模型名称 Model name | 描述 Description |
---|---|
AltDiffusion-m9 | Multilingual: English(En), Chinese(Zh), Spanish(Es), French(Fr), Russian(Ru), Japanese(Ja), Korean(Ko), Arabic(Ar) and Italian(It) |
AltDiffusion | Bilingual: Chinese(Zh), English(En) |
We use AltCLIP as the text encoder, and trained a multilingual Diffusion model based on Stable Diffusion, with training data from WuDao dataset and LAION.
AltDiffusion performs well in aligning multiple languages, retaining most of the stable diffusion capabilities of the original, and in some cases even better than the original model.
AltDiffusion-m9 supports text-to-image generation for 9 different languages, which are English, Chinese, Spanish, French, Japanese, Korean, Arabic, Russian and Italian.
For the multilingual AltCLIP model, check this tutorial for more information.
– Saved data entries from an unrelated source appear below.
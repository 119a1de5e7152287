//! # The HTTP surface
//!
//! An axum router with the landing page, the issue endpoint and the
//! attachment proxy. Upstream calls are blocking and run on the blocking
//! thread pool.
mod error;

pub use error::ApiError;

use crate::config::{CorsConfig, Setup};
use crate::issue::IssueView;
use crate::jira::Upstream;
use crate::util::http::{attachment_disposition, filename_from_url};
use axum::extract::{Path, Query, State};
use axum::http::header::{CONTENT_DISPOSITION, CONTENT_TYPE};
use axum::http::HeaderValue;
use axum::response::{Html, IntoResponse, Response};
use axum::routing::get;
use axum::{Json, Router};
use color_eyre::eyre::WrapErr;
use color_eyre::Report;
use derive_new::new;
use serde::Deserialize;
use std::sync::Arc;
use tokio::net::TcpListener;
use tokio::task;
use tower_http::cors::{AllowHeaders, AllowMethods, AllowOrigin, CorsLayer};
use tower_http::trace::TraceLayer;
use tracing::{debug, error, info, warn};

/// Content type of attachments when upstream doesn't name one
pub const OCTET_STREAM: &str = "application/octet-stream";

/// Shared state of all handlers
#[derive(Clone, new)]
pub struct AppState {
    upstream: Arc<dyn Upstream>,
    landing_page: Arc<str>,
}

/// Query of `GET /api/attachment`
#[derive(Debug, Deserialize)]
pub struct AttachmentQuery {
    /// The upstream URL of the attachment
    pub url: String,
    /// The name to save the file as
    #[serde(default)]
    pub filename: Option<String>,
}

async fn home(State(state): State<AppState>) -> Html<String> {
    Html(state.landing_page.to_string())
}

async fn get_issue(
    State(state): State<AppState>,
    Path(issue_key): Path<String>,
) -> Result<Json<IssueView>, ApiError> {
    debug!("Fetching issue {}", issue_key);
    let upstream = state.upstream.clone();
    let raw = task::spawn_blocking(move || upstream.issue(&issue_key))
        .await?
        .map_err(ApiError::issue)?;
    Ok(Json(IssueView::from(raw)))
}

async fn download_attachment(
    State(state): State<AppState>,
    Query(query): Query<AttachmentQuery>,
) -> Result<Response, ApiError> {
    debug!("Downloading attachment {:?}", query);
    let upstream = state.upstream.clone();
    let url = query.url.clone();
    let download = task::spawn_blocking(move || upstream.attachment(&url))
        .await?
        .map_err(ApiError::attachment)?;

    let filename = match query.filename.as_deref() {
        Some(name) if !name.is_empty() => name,
        _ => filename_from_url(&query.url),
    };
    let content_type = download
        .content_type
        .as_deref()
        .and_then(|value| HeaderValue::from_str(value).ok())
        .unwrap_or_else(|| HeaderValue::from_static(OCTET_STREAM));
    let disposition = attachment_disposition(filename)?;

    Ok((
        [(CONTENT_TYPE, content_type), (CONTENT_DISPOSITION, disposition)],
        download.bytes,
    )
        .into_response())
}

async fn not_found() -> ApiError {
    ApiError::NotFound
}

/// Build the CORS layer for the configured origins
///
/// `"*"` mirrors the request origin, so that credentials stay allowed.
pub fn cors_layer(cors: &CorsConfig) -> CorsLayer {
    if cors.allows_any() {
        return CorsLayer::very_permissive();
    }

    let origins: Vec<HeaderValue> = cors
        .allow_origins
        .iter()
        .filter_map(|origin| match HeaderValue::from_str(origin) {
            Ok(value) => Some(value),
            Err(e) => {
                warn!("Ignoring invalid CORS origin {:?}: {}", origin, e);
                None
            }
        })
        .collect();

    CorsLayer::new()
        .allow_origin(AllowOrigin::list(origins))
        .allow_credentials(true)
        .allow_methods(AllowMethods::mirror_request())
        .allow_headers(AllowHeaders::mirror_request())
}

/// Build the axum router
pub fn build_router(state: AppState, cors: &CorsConfig) -> Router {
    Router::new()
        .route("/", get(home))
        .route("/api/issue/{issue_key}", get(get_issue))
        .route("/api/attachment", get(download_attachment))
        .fallback(not_found)
        .layer(cors_layer(cors))
        .layer(TraceLayer::new_for_http())
        .with_state(state)
}

async fn shutdown_signal() {
    match tokio::signal::ctrl_c().await {
        Ok(()) => info!("Shutting down"),
        Err(e) => {
            error!("Could not listen for Ctrl-C: {}", e);
            std::future::pending::<()>().await
        }
    }
}

/// Run the server until Ctrl-C is pressed
pub async fn run(setup: Setup) -> Result<(), Report> {
    let client = setup.client();
    let state = AppState::new(Arc::new(client), Arc::from(setup.landing_page));
    let router = build_router(state, &setup.cors);

    let listener = TcpListener::bind(setup.addr)
        .await
        .wrap_err("Can't listen")?;
    info!("Listening on: {}", setup.addr);
    info!("Proxying for {}", setup.jira.domain);

    axum::serve(listener, router)
        .with_graceful_shutdown(shutdown_signal())
        .await
        .wrap_err("Server failed")?;
    Ok(())
}
//! UI module: View components for the TUI.

pub mod doctor;
pub mod form;
pub mod landing;
pub mod pages;
pub mod patient;
pub mod records;

use std::time::{Duration, Instant};

use ratatui::{
    layout::{Constraint, Direction, Layout, Rect},
    text::{Line, Span},
    widgets::{Block, Borders, Gauge, Paragraph},
    Frame,
};

use crate::domain::User;
use crate::tui::router::Route;
use crate::tui::styles::{MedicalTheme, LOGO_SMALL};

/// How long a toast stays on screen.
pub const TOAST_TTL: Duration = Duration::from_secs(4);

#[derive(Debug, Clone, Copy, PartialEq, Eq)]
pub enum ToastKind {
    Success,
    Error,
    Info,
}

/// Transient notification shown in the footer.
#[derive(Debug, Clone)]
pub struct Toast {
    pub kind: ToastKind,
    pub message: String,
    pub shown_at: Instant,
}

impl Toast {
    pub fn success(message: impl Into<String>) -> Self {
        Self::new(ToastKind::Success, message)
    }

    pub fn error(message: impl Into<String>) -> Self {
        Self::new(ToastKind::Error, message)
    }

    pub fn info(message: impl Into<String>) -> Self {
        Self::new(ToastKind::Info, message)
    }

    fn new(kind: ToastKind, message: impl Into<String>) -> Self {
        Self {
            kind,
            message: message.into(),
            shown_at: Instant::now(),
        }
    }

    #[must_use]
    pub fn is_expired(&self) -> bool {
        self.shown_at.elapsed() >= TOAST_TTL
    }
}

/// A key hint pair for the footer.
pub type KeyHint = (&'static str, &'static str);

const NAV_ITEMS: [(&str, Route); 5] = [
    ("F1", Route::Home),
    ("F3", Route::MyRecords),
    ("F4", Route::About),
    ("F5", Route::Contact),
    ("F6", Route::Download),
];

/// Top bar: wordmark, navigation and session.
pub fn render_header(f: &mut Frame, area: Rect, route: &Route, session: Option<&User>) {
    let mut spans = vec![
        Span::styled(format!(" {LOGO_SMALL} "), MedicalTheme::header()),
        Span::raw("  "),
    ];

    for (key, target) in &NAV_ITEMS {
        let style = if target == route {
            MedicalTheme::selected()
        } else {
            MedicalTheme::text_secondary()
        };
        spans.push(Span::styled(format!("[{key}]"), MedicalTheme::key_hint()));
        spans.push(Span::styled(format!("{} ", nav_label(target)), style));
    }

    match session {
        Some(user) => {
            let dashboard = Route::dashboard_for(user.role);
            let style = if &dashboard == route {
                MedicalTheme::selected()
            } else {
                MedicalTheme::text_secondary()
            };
            spans.push(Span::styled("[F2]", MedicalTheme::key_hint()));
            spans.push(Span::styled("Dashboard ", style));
            spans.push(Span::styled("│ ", MedicalTheme::border()));
            spans.push(Span::styled(user.name.clone(), MedicalTheme::text()));
            spans.push(Span::styled(
                format!(" ({}) ", user.role),
                MedicalTheme::text_muted(),
            ));
            spans.push(Span::styled("[F10]", MedicalTheme::key_hint()));
            spans.push(Span::styled("Logout", MedicalTheme::key_desc()));
        }
        None => {
            spans.push(Span::styled("│ ", MedicalTheme::border()));
            spans.push(Span::styled("Not signed in", MedicalTheme::text_muted()));
        }
    }

    let header = Paragraph::new(Line::from(spans)).block(
        Block::default()
            .borders(Borders::BOTTOM)
            .border_style(MedicalTheme::border()),
    );
    f.render_widget(header, area);
}

fn nav_label(route: &Route) -> &'static str {
    match route {
        Route::Home => "Home",
        Route::MyRecords => "My Records",
        Route::About => "About",
        Route::Contact => "Contact",
        Route::Download => "Download",
        Route::PatientDashboard | Route::DoctorDashboard => "Dashboard",
        Route::NotFound(_) => "",
    }
}

/// Bottom bar: progress of a pending submission, the current toast, or key
/// hints for the active screen.
pub fn render_footer(
    f: &mut Frame,
    area: Rect,
    toast: Option<&Toast>,
    progress: Option<f64>,
    hints: &[KeyHint],
) {
    let block = Block::default()
        .borders(Borders::TOP)
        .border_style(MedicalTheme::border());
    let inner = block.inner(area);
    f.render_widget(block, area);

    let rows = Layout::default()
        .direction(Direction::Vertical)
        .constraints([Constraint::Length(1), Constraint::Length(1)])
        .split(inner);

    if let Some(ratio) = progress {
        let gauge = Gauge::default()
            .gauge_style(MedicalTheme::progress())
            .ratio(ratio.clamp(0.0, 1.0))
            .label(Span::styled("Please wait…", MedicalTheme::text()));
        f.render_widget(gauge, rows[0]);
    } else if let Some(toast) = toast {
        let (marker, style) = match toast.kind {
            ToastKind::Success => ("✓ ", MedicalTheme::success()),
            ToastKind::Error => ("! ", MedicalTheme::danger()),
            ToastKind::Info => ("i ", MedicalTheme::info()),
        };
        let line = Line::from(vec![
            Span::styled(marker, style),
            Span::styled(toast.message.clone(), style),
        ]);
        f.render_widget(Paragraph::new(line), rows[0]);
    }

    let mut spans = Vec::with_capacity(hints.len() * 2 + 4);
    for (key, desc) in hints {
        spans.push(Span::styled(format!("[{key}] "), MedicalTheme::key_hint()));
        spans.push(Span::styled(format!("{desc} "), MedicalTheme::key_desc()));
    }
    spans.push(Span::styled("[Ctrl+G] ", MedicalTheme::key_hint()));
    spans.push(Span::styled("Go to path ", MedicalTheme::key_desc()));
    spans.push(Span::styled("[Ctrl+Q] ", MedicalTheme::key_hint()));
    spans.push(Span::styled("Quit", MedicalTheme::key_desc()));
    f.render_widget(Paragraph::new(Line::from(spans)), rows[1]);
}

/// One-line path prompt overlaid on the footer.
pub fn render_path_prompt(f: &mut Frame, area: Rect, input: &str) {
    let block = Block::default()
        .title(Span::styled(" Go to path ", MedicalTheme::focused()))
        .borders(Borders::ALL)
        .border_style(MedicalTheme::border_focused());
    let line = Line::from(vec![
        Span::styled(" ", MedicalTheme::text()),
        Span::styled(input.to_string(), MedicalTheme::text()),
        Span::styled("▌", MedicalTheme::cursor()),
    ]);
    f.render_widget(Paragraph::new(line).block(block), area);
}

/// Section title with a subtitle, as used at the top of each screen.
pub fn render_title(f: &mut Frame, area: Rect, title: &str, subtitle: &str) {
    let header = Paragraph::new(Line::from(vec![
        Span::styled(" ", MedicalTheme::text()),
        Span::styled(title.to_string(), MedicalTheme::title()),
        Span::styled(format!(" │ {subtitle}"), MedicalTheme::text_secondary()),
    ]))
    .block(
        Block::default()
            .borders(Borders::BOTTOM)
            .border_style(MedicalTheme::border()),
    );
    f.render_widget(header, area);
}

/// Tab strip; the active tab is highlighted.
pub fn render_tabs(f: &mut Frame, area: Rect, labels: &[&str], active: usize) {
    let mut spans = vec![Span::raw(" ")];
    for (i, label) in labels.iter().enumerate() {
        let style = if i == active {
            MedicalTheme::selected()
        } else {
            MedicalTheme::text_secondary()
        };
        spans.push(Span::styled(format!(" {label} "), style));
        spans.push(Span::raw(" "));
    }
    spans.push(Span::styled("[Tab] ", MedicalTheme::key_hint()));
    spans.push(Span::styled("Switch", MedicalTheme::key_desc()));
    f.render_widget(Paragraph::new(Line::from(spans)), area);
}
//! Verolix: patient records and doctor lookup in the terminal.
//!
//! Main entry point for the terminal application.

use anyhow::{Context, Result};
use std::io::IsTerminal;
use tracing_subscriber::{layer::SubscriberExt, util::SubscriberInitExt, EnvFilter};

use verolix::adapters::sanitize::SanitizingMakeWriter;
use verolix::config::AppConfig;
use verolix::tui::App;

fn main() -> Result<()> {
    let config = AppConfig::from_env();

    // Writing logs to the terminal would corrupt the TUI (alternate screen):
    // an interactive TTY logs to a file, anything else to stdout.
    let interactive = std::io::stdout().is_terminal();

    let (writer, _guard) = if config.log_mode.use_file(interactive) {
        if let Some(parent) = config.log_file.parent() {
            // Best-effort: a missing directory surfaces when the file is opened.
            let _ = std::fs::create_dir_all(parent);
        }

        let file = std::fs::OpenOptions::new()
            .create(true)
            .append(true)
            .open(&config.log_file)
            .with_context(|| format!("Failed to open log file {:?}", config.log_file))?;
        tracing_appender::non_blocking(file)
    } else {
        tracing_appender::non_blocking(std::io::stdout())
    };

    tracing_subscriber::registry()
        .with(EnvFilter::try_from_default_env().unwrap_or_else(|_| EnvFilter::new("info")))
        .with(tracing_subscriber::fmt::layer().with_writer(SanitizingMakeWriter::new(writer)))
        .init();

    tracing::info!(
        latency_scale = config.latency_scale,
        "Starting Verolix..."
    );

    let mut app = App::new(&config)?;
    app.run()?;

    tracing::info!("Verolix shutdown complete.");
    Ok(())
}
//! Text form state and rendering shared by every input screen.

use ratatui::{
    layout::{Constraint, Direction, Layout, Rect},
    text::{Line, Span},
    widgets::{Block, Borders, Paragraph},
    Frame,
};
use zeroize::Zeroize;

use crate::tui::styles::MedicalTheme;

/// Form field definition
#[derive(Debug, Clone)]
pub struct FormField {
    pub label: &'static str,
    pub hint: &'static str,
    pub value: String,
    /// Rendered as bullets (passwords).
    pub masked: bool,
    pub read_only: bool,
}

impl FormField {
    #[must_use]
    pub fn new(label: &'static str, hint: &'static str) -> Self {
        Self {
            label,
            hint,
            value: String::new(),
            masked: false,
            read_only: false,
        }
    }

    #[must_use]
    pub fn masked(mut self) -> Self {
        self.masked = true;
        self
    }

    #[must_use]
    pub fn read_only(mut self) -> Self {
        self.read_only = true;
        self
    }

    #[must_use]
    pub fn with_value(mut self, value: impl Into<String>) -> Self {
        self.value = value.into();
        self
    }

    fn display_value(&self) -> String {
        if self.masked {
            "•".repeat(self.value.chars().count())
        } else {
            self.value.clone()
        }
    }
}

/// Submit lifecycle of a form.
#[derive(Debug, Clone, Copy, PartialEq, Eq, Default)]
pub enum FormStatus {
    #[default]
    Idle,
    /// A delayed submission is in flight; input is locked.
    Submitting,
}

/// Editable form state
#[derive(Debug, Clone)]
pub struct FormState {
    pub fields: Vec<FormField>,
    pub selected_field: usize,
    pub error_message: Option<String>,
    pub status: FormStatus,
}

impl FormState {
    #[must_use]
    pub fn new(fields: Vec<FormField>) -> Self {
        Self {
            fields,
            selected_field: 0,
            error_message: None,
            status: FormStatus::Idle,
        }
    }

    /// Move to the next field
    pub fn next_field(&mut self) {
        if !self.fields.is_empty() {
            self.selected_field = (self.selected_field + 1) % self.fields.len();
        }
    }

    /// Move to the previous field
    pub fn prev_field(&mut self) {
        if self.fields.is_empty() {
            return;
        }
        if self.selected_field == 0 {
            self.selected_field = self.fields.len() - 1;
        } else {
            self.selected_field -= 1;
        }
    }

    fn editable_field(&mut self) -> Option<&mut FormField> {
        if self.is_submitting() {
            return None;
        }
        self.fields
            .get_mut(self.selected_field)
            .filter(|field| !field.read_only)
    }

    /// Add a character to the current field
    pub fn input_char(&mut self, c: char) {
        if c.is_control() {
            return;
        }
        if let Some(field) = self.editable_field() {
            field.value.push(c);
            self.error_message = None;
        }
    }

    /// Delete the last character
    pub fn delete_char(&mut self) {
        if let Some(field) = self.editable_field() {
            field.value.pop();
        }
    }

    /// Clear the current field
    pub fn clear_field(&mut self) {
        if let Some(field) = self.editable_field() {
            field.value.clear();
        }
    }

    #[must_use]
    pub fn value(&self, index: usize) -> &str {
        self.fields.get(index).map_or("", |f| f.value.as_str())
    }

    /// Trimmed value, the way submitted text is read.
    #[must_use]
    pub fn trimmed(&self, index: usize) -> String {
        self.value(index).trim().to_string()
    }

    #[must_use]
    pub fn is_submitting(&self) -> bool {
        self.status == FormStatus::Submitting
    }

    pub fn begin_submit(&mut self) {
        self.status = FormStatus::Submitting;
        self.error_message = None;
    }

    pub fn finish_submit(&mut self, error: Option<String>) {
        self.status = FormStatus::Idle;
        self.error_message = error;
    }

    /// Wipe all field buffers from memory and clear values.
    pub fn clear_sensitive(&mut self) {
        for field in &mut self.fields {
            field.value.zeroize();
        }
        self.error_message = None;
        self.selected_field = 0;
        self.status = FormStatus::Idle;
    }
}

/// Render fields stacked in `columns` columns.
pub fn render_form_fields(f: &mut Frame, area: Rect, state: &FormState, columns: usize) {
    let columns = columns.max(1);
    let per_column = state.fields.len().div_ceil(columns);
    if per_column == 0 {
        return;
    }

    let areas = Layout::default()
        .direction(Direction::Horizontal)
        .constraints(vec![Constraint::Ratio(1, columns as u32); columns])
        .split(area);

    for (col, chunk) in state.fields.chunks(per_column).enumerate() {
        render_field_column(f, areas[col], chunk, col * per_column, state);
    }
}

fn render_field_column(
    f: &mut Frame,
    area: Rect,
    fields: &[FormField],
    offset: usize,
    state: &FormState,
) {
    let field_height = 3;
    let constraints: Vec<Constraint> = fields
        .iter()
        .map(|_| Constraint::Length(field_height))
        .chain(std::iter::once(Constraint::Min(0)))
        .collect();

    let chunks = Layout::default()
        .direction(Direction::Vertical)
        .constraints(constraints)
        .split(area);

    for (i, field) in fields.iter().enumerate() {
        let is_selected = offset + i == state.selected_field;
        let border_style = if is_selected {
            MedicalTheme::border_focused()
        } else {
            MedicalTheme::border()
        };

        let title_style = if is_selected {
            MedicalTheme::focused()
        } else {
            MedicalTheme::text_secondary()
        };

        let title = if field.read_only {
            format!(" {} (read-only) ", field.label)
        } else {
            format!(" {} ", field.label)
        };

        let block = Block::default()
            .title(Span::styled(title, title_style))
            .borders(Borders::ALL)
            .border_style(border_style);

        let value_display = if field.value.is_empty() {
            Span::styled(field.hint, MedicalTheme::text_muted())
        } else if field.read_only {
            Span::styled(field.display_value(), MedicalTheme::text_secondary())
        } else {
            Span::styled(field.display_value(), MedicalTheme::text())
        };

        let content = Paragraph::new(Line::from(vec![
            Span::raw(" "),
            value_display,
            if is_selected && !field.read_only && !state.is_submitting() {
                Span::styled("▌", MedicalTheme::cursor())
            } else {
                Span::raw("")
            },
        ]))
        .block(block);

        f.render_widget(content, chunks[i]);
    }
}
Our online demo currently only supports Chinese and English. Try out it by clicking !
我们使用 AltCLIP 作为text encoder,基于 Stable Diffusion 训练了中英双语Diffusion模型(AltDiffusion)及支持9种语言的多语Diffusion模型(AltDiffusion-m9)。训练数据来自 WuDao数据集 和 LAION 。
AltDiffusion在中英文对齐方面表现非常出色,保留了原版stable diffusion的大部分能力,并且在某些例子上比有着比原版模型更出色的能力。多语言版本AltDiffusion-m9则是目前业界首个支持多语言文生图的Diffusion模型,包括对英语、中文、日语、法语、韩语、西班牙语、俄语、意大利语、阿拉伯语的支持。
AltDiffusion 模型由名为 AltCLIP 的多语 CLIP 模型支持,您可以阅读 此教程 了解更多信息。 中英文双语版模型现在支持线上演示,点击 在线试玩!
If you find this work helpful, please consider to cite
@article{https://doi.org/10.48550/arxiv.2211.06679,
doi = {10.48550/ARXIV.2211.06679},
url = {https://arxiv.org/abs/2211.06679},
author = {Chen, Zhongzhi and Liu, Guang and Zhang, Bo-Wen and Ye, Fulong and Yang, Qinghong and Wu, Ledell},
keywords = {Computation and Language (cs.CL), FOS: Computer and information sciences},
title = {AltCLIP: Altering the Language Encoder in CLIP for Extended Language Capabilities},
publisher = {arXiv},
year = {2022},
copyright = {arXiv.org perpetual, non-exclusive license}
}
第一次运行AltDiffusion模型时会自动下载如下权重,
The following weights are automatically downloaded from when the AltDiffusion model is run for the first time:
模型名称 Model name | 大小 Size | 描述 Description |
---|---|---|
AltDiffusion | 8.0G | 我们的双语AltDiffusion模型; Our bilingual AltDiffusion model |
AltDiffusion-m9 | 8.0G | support English(En), Chinese(Zh), Spanish(Es), French(Fr), Russian(Ru), Japanese(Ja), Korean(Ko), Arabic(Ar) and Italian(It) |
以下示例将为文本输入Anime portrait of natalie portman as an anime girl by stanley artgerm lau, wlop, rossdraws, james jean, andrei riabovitchev, marc simonetti, and sakimichan, trending on artstation
在目录./AltDiffusionOutputs
下生成图片结果。
The following example will generate image results for text input Anime portrait of natalie portman as an anime girl by stanley artgerm lau, wlop, rossdraws, james jean, andrei riabovitchev, marc simonetti, and sakimichan, trending on artstation
under the default output directory ./AltDiffusionOutputs
import torch
from flagai.auto_model.auto_loader import AutoLoader
from flagai.model.predictor.predictor import Predictor
# Initialize
prompt = "Anime portrait of natalie portman as an anime girl by stanley artgerm lau, wlop, rossdraws, james jean, andrei riabovitchev, marc simonetti, and sakimichan, trending on artstation"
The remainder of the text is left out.